Task brief: The answer must be an exact restatement of all the data.

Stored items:
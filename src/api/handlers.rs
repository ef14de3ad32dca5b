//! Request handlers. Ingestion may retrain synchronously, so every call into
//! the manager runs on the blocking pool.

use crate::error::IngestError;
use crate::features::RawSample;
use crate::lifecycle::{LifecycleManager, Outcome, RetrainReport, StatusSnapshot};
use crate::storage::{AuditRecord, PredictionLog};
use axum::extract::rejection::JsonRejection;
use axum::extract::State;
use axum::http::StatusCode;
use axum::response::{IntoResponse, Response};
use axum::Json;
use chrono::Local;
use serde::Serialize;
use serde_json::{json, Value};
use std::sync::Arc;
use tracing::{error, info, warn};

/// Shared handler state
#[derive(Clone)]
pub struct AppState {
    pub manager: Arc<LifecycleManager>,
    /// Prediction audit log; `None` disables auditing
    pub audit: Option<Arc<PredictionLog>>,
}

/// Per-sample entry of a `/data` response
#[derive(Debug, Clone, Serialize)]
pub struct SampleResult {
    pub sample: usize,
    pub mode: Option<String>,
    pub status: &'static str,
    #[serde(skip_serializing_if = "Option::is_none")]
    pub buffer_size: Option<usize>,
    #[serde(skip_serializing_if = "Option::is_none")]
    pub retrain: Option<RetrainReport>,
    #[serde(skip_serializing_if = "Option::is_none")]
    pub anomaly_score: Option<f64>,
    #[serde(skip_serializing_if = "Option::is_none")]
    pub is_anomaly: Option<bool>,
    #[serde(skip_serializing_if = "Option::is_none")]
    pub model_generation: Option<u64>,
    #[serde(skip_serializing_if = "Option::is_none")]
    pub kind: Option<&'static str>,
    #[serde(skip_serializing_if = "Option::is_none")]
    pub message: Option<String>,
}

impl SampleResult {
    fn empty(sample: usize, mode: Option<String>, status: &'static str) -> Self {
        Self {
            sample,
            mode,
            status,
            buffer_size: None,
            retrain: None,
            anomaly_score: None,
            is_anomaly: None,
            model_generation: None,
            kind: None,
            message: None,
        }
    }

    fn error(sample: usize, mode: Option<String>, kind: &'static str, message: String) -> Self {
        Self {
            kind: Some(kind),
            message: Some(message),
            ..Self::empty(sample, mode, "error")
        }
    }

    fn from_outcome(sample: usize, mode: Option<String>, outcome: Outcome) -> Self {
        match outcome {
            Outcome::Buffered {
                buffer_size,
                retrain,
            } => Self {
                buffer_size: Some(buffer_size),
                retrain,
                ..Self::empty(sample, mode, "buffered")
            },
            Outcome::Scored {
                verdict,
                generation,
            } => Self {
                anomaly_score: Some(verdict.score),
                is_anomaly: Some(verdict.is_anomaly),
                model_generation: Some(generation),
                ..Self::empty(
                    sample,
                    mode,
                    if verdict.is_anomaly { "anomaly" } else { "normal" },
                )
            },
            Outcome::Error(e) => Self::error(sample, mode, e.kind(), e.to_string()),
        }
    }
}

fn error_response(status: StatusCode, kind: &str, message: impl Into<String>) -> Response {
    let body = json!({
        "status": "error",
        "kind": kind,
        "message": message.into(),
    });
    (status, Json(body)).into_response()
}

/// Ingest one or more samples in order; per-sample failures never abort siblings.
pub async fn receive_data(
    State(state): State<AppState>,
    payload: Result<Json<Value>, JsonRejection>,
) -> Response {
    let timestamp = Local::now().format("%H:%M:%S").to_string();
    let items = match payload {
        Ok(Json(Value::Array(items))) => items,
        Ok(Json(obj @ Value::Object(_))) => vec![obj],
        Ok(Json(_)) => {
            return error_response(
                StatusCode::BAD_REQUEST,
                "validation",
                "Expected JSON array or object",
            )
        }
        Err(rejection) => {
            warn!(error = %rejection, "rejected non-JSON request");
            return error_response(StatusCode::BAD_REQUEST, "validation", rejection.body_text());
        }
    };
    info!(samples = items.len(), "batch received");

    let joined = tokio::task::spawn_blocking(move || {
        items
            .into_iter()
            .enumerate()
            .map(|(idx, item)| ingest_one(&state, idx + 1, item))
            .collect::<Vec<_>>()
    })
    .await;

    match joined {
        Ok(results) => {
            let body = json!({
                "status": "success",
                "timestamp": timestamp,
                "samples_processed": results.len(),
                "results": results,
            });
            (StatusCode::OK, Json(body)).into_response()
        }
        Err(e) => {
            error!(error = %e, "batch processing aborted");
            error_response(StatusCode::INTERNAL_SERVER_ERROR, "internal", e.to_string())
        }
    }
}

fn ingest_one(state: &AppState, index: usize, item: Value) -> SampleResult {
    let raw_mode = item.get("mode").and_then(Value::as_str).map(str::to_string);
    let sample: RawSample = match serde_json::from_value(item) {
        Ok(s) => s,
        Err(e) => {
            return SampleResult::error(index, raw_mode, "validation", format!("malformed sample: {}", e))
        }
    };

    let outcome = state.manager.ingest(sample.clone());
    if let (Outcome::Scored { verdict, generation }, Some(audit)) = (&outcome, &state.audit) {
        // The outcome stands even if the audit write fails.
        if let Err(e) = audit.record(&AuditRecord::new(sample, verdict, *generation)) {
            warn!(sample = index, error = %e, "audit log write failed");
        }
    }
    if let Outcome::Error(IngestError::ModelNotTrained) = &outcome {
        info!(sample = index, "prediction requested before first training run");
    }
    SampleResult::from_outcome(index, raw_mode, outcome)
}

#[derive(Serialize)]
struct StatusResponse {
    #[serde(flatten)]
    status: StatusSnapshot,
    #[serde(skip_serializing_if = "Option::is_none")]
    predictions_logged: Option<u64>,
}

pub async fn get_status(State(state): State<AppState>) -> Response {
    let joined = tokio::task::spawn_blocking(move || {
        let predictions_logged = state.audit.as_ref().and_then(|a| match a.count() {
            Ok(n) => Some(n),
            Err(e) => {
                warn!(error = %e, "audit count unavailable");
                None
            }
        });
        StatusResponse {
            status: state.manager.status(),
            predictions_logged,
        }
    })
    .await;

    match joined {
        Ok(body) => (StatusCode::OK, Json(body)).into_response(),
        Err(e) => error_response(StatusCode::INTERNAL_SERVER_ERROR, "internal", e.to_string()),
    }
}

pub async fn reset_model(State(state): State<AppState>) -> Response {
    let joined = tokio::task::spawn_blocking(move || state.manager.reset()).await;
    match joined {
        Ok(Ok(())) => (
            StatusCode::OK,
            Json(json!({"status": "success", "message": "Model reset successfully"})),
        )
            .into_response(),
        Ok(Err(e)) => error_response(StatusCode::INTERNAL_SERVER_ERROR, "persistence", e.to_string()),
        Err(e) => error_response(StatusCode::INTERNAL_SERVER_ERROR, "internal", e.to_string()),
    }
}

Exercise answer:
filename src/api/handlers.rs
repository ef14de3ad32dca5b
//! Request handlers. Ingestion may retrain synchronously, so every call into
//! the manager runs on the blocking pool.

use crate::error::IngestError;
use crate::features::RawSample;
use crate::lifecycle::{LifecycleManager, Outcome, RetrainReport, StatusSnapshot};
use crate::storage::{AuditRecord, PredictionLog};
use axum::extract::rejection::JsonRejection;
use axum::extract::State;
use axum::http::StatusCode;
use axum::response::{IntoResponse, Response};
use axum::Json;
use chrono::Local;
use serde::Serialize;
use serde_json::{json, Value};
use std::sync::Arc;
use tracing::{error, info, warn};

/// Shared handler state
#[derive(Clone)]
pub struct AppState {
    pub manager: Arc<LifecycleManager>,
    /// Prediction audit log; `None` disables auditing
    pub audit: Option<Arc<PredictionLog>>,
}

/// Per-sample entry of a `/data` response
#[derive(Debug, Clone, Serialize)]
pub struct SampleResult {
    pub sample: usize,
    pub mode: Option<String>,
    pub status: &'static str,
    #[serde(skip_serializing_if = "Option::is_none")]
    pub buffer_size: Option<usize>,
    #[serde(skip_serializing_if = "Option::is_none")]
    pub retrain: Option<RetrainReport>,
    #[serde(skip_serializing_if = "Option::is_none")]
    pub anomaly_score: Option<f64>,
    #[serde(skip_serializing_if = "Option::is_none")]
    pub is_anomaly: Option<bool>,
    #[serde(skip_serializing_if = "Option::is_none")]
    pub model_generation: Option<u64>,
    #[serde(skip_serializing_if = "Option::is_none")]
    pub kind: Option<&'static str>,
    #[serde(skip_serializing_if = "Option::is_none")]
    pub message: Option<String>,
}

impl SampleResult {
    fn empty(sample: usize, mode: Option<String>, status: &'static str) -> Self {
        Self {
            sample,
            mode,
            status,
            buffer_size: None,
            retrain: None,
            anomaly_score: None,
            is_anomaly: None,
            model_generation: None,
            kind: None,
            message: None,
        }
    }

    fn error(sample: usize, mode: Option<String>, kind: &'static str, message: String) -> Self {
        Self {
            kind: Some(kind),
            message: Some(message),
            ..Self::empty(sample, mode, "error")
        }
    }

    fn from_outcome(sample: usize, mode: Option<String>, outcome: Outcome) -> Self {
        match outcome {
            Outcome::Buffered {
                buffer_size,
                retrain,
            } => Self {
                buffer_size: Some(buffer_size),
                retrain,
                ..Self::empty(sample, mode, "buffered")
            },
            Outcome::Scored {
                verdict,
                generation,
            } => Self {
                anomaly_score: Some(verdict.score),
                is_anomaly: Some(verdict.is_anomaly),
                model_generation: Some(generation),
                ..Self::empty(
                    sample,
                    mode,
                    if verdict.is_anomaly { "anomaly" } else { "normal" },
                )
            },
            Outcome::Error(e) => Self::error(sample, mode, e.kind(), e.to_string()),
        }
    }
}

fn error_response(status: StatusCode, kind: &str, message: impl Into<String>) -> Response {
    let body = json!({
        "status": "error",
        "kind": kind,
        "message": message.into(),
    });
    (status, Json(body)).into_response()
}

/// Ingest one or more samples in order; per-sample failures never abort siblings.
pub async fn receive_data(
    State(state): State<AppState>,
    payload: Result<Json<Value>, JsonRejection>,
) -> Response {
    let timestamp = Local::now().format("%H:%M:%S").to_string();
    let items = match payload {
        Ok(Json(Value::Array(items))) => items,
        Ok(Json(obj @ Value::Object(_))) => vec![obj],
        Ok(Json(_)) => {
            return error_response(
                StatusCode::BAD_REQUEST,
                "validation",
                "Expected JSON array or object",
            )
        }
        Err(rejection) => {
            warn!(error = %rejection, "rejected non-JSON request");
            return error_response(StatusCode::BAD_REQUEST, "validation", rejection.body_text());
        }
    };
    info!(samples = items.len(), "batch received");

    let joined = tokio::task::spawn_blocking(move || {
        items
            .into_iter()
            .enumerate()
            .map(|(idx, item)| ingest_one(&state, idx + 1, item))
            .collect::<Vec<_>>()
    })
    .await;

    match joined {
        Ok(results) => {
            let body = json!({
                "status": "success",
                "timestamp": timestamp,
                "samples_processed": results.len(),
                "results": results,
            });
            (StatusCode::OK, Json(body)).into_response()
        }
        Err(e) => {
            error!(error = %e, "batch processing aborted");
            error_response(StatusCode::INTERNAL_SERVER_ERROR, "internal", e.to_string())
        }
    }
}

fn ingest_one(state: &AppState, index: usize, item: Value) -> SampleResult {
    let raw_mode = item.get("mode").and_then(Value::as_str).map(str::to_string);
    let sample: RawSample = match serde_json::from_value(item) {
        Ok(s) => s,
        Err(e) => {
            return SampleResult::error(index, raw_mode, "validation", format!("malformed sample: {}", e))
        }
    };

    let outcome = state.manager.ingest(sample.clone());
    if let (Outcome::Scored { verdict, generation }, Some(audit)) = (&outcome, &state.audit) {
        // The outcome stands even if the audit write fails.
        if let Err(e) = audit.record(&AuditRecord::new(sample, verdict, *generation)) {
            warn!(sample = index, error = %e, "audit log write failed");
        }
    }
    if let Outcome::Error(IngestError::ModelNotTrained) = &outcome {
        info!(sample = index, "prediction requested before first training run");
    }
    SampleResult::from_outcome(index, raw_mode, outcome)
}

#[derive(Serialize)]
struct StatusResponse {
    #[serde(flatten)]
    status: StatusSnapshot,
    #[serde(skip_serializing_if = "Option::is_none")]
    predictions_logged: Option<u64>,
}

pub async fn get_status(State(state): State<AppState>) -> Response {
    let joined = tokio::task::spawn_blocking(move || {
        let predictions_logged = state.audit.as_ref().and_then(|a| match a.count() {
            Ok(n) => Some(n),
            Err(e) => {
                warn!(error = %e, "audit count unavailable");
                None
            }
        });
        StatusResponse {
            status: state.manager.status(),
            predictions_logged,
        }
    })
    .await;

    match joined {
        Ok(body) => (StatusCode::OK, Json(body)).into_response(),
        Err(e) => error_response(StatusCode::INTERNAL_SERVER_ERROR, "internal", e.to_string()),
    }
}

pub async fn reset_model(State(state): State<AppState>) -> Response {
    let joined = tokio::task::spawn_blocking(move || state.manager.reset()).await;
    match joined {
        Ok(Ok(())) => (
            StatusCode::OK,
            Json(json!({"status": "success", "message": "Model reset successfully"})),
        )
            .into_response(),
        Ok(Err(e)) => error_response(StatusCode::INTERNAL_SERVER_ERROR, "persistence", e.to_string()),
        Err(e) => error_response(StatusCode::INTERNAL_SERVER_ERROR, "internal", e.to_string()),
    }
}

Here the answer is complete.